## Task material
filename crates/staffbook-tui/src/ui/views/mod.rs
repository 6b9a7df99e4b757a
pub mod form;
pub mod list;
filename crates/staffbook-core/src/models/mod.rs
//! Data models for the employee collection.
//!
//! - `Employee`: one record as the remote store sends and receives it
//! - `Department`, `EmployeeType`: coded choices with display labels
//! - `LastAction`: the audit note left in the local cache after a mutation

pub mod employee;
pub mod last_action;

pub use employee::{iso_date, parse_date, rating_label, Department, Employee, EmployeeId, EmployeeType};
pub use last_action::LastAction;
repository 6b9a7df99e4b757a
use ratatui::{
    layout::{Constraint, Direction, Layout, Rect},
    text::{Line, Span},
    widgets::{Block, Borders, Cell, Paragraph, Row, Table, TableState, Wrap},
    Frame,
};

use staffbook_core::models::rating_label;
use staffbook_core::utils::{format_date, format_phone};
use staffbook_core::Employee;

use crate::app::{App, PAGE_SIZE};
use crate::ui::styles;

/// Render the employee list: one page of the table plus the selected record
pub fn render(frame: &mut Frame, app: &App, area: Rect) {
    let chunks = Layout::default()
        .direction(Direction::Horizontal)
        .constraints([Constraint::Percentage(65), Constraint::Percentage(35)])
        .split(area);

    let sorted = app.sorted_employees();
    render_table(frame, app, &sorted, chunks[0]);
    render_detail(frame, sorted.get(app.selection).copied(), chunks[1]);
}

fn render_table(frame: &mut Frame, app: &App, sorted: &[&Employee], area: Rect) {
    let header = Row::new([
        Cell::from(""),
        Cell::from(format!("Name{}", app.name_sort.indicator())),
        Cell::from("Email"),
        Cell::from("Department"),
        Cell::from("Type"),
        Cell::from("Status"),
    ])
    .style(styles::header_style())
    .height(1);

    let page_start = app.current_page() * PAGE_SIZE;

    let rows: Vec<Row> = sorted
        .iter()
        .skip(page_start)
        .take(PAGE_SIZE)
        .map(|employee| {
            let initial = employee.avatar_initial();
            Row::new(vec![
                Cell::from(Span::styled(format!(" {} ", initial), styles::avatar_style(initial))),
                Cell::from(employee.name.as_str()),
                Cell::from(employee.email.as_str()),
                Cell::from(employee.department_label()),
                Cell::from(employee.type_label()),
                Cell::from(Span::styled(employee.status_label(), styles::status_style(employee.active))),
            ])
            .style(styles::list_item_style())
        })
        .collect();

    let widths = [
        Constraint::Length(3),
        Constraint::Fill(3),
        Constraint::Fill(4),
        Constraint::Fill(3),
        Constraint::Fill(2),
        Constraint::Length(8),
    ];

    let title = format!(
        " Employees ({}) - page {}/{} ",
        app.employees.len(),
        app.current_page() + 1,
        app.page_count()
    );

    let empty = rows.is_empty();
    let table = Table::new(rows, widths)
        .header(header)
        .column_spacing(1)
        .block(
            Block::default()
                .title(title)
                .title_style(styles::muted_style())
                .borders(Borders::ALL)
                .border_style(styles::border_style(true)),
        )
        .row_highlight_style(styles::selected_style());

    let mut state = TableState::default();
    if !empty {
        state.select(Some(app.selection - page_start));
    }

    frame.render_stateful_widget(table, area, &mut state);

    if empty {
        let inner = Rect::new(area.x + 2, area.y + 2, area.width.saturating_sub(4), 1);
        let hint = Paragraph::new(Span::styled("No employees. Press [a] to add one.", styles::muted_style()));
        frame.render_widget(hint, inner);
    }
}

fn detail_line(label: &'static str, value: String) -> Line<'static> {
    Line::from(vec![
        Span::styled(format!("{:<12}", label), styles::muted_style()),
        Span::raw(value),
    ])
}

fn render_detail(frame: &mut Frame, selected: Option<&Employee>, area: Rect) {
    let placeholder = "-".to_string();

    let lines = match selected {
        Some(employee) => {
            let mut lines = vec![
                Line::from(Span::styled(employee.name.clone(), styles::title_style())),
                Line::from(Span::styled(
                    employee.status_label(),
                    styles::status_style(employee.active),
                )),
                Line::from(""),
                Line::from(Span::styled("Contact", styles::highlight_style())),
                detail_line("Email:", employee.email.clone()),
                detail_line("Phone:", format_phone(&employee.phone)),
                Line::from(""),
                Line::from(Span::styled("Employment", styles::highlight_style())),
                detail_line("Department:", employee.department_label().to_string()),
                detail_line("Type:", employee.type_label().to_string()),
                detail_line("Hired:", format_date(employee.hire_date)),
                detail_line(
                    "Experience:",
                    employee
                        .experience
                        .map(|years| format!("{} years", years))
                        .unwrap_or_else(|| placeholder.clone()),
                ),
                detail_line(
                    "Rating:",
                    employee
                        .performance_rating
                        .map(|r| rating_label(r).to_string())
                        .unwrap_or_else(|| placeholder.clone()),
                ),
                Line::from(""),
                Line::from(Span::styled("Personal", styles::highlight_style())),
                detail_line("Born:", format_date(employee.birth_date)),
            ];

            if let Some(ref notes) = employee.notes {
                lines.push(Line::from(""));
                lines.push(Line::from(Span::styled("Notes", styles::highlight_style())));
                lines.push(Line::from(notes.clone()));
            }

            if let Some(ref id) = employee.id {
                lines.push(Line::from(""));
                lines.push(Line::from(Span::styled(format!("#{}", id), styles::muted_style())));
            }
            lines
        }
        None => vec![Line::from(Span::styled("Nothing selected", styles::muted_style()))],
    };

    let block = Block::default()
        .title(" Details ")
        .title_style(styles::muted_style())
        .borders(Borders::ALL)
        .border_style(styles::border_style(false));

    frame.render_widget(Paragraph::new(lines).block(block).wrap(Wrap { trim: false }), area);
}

## Work task
Word for word, restate the lines running from the one containing "lines.push(Line::from(notes.clone()));" through the final line of the records above, and nothing besides.

## Completed task
                lines.push(Line::from(notes.clone()));
            }

            if let Some(ref id) = employee.id {
                lines.push(Line::from(""));
                lines.push(Line::from(Span::styled(format!("#{}", id), styles::muted_style())));
            }
            lines
        }
        None => vec![Line::from(Span::styled("Nothing selected", styles::muted_style()))],
    };

    let block = Block::default()
        .title(" Details ")
        .title_style(styles::muted_style())
        .borders(Borders::ALL)
        .border_style(styles::border_style(false));

    frame.render_widget(Paragraph::new(lines).block(block).wrap(Wrap { trim: false }), area);
}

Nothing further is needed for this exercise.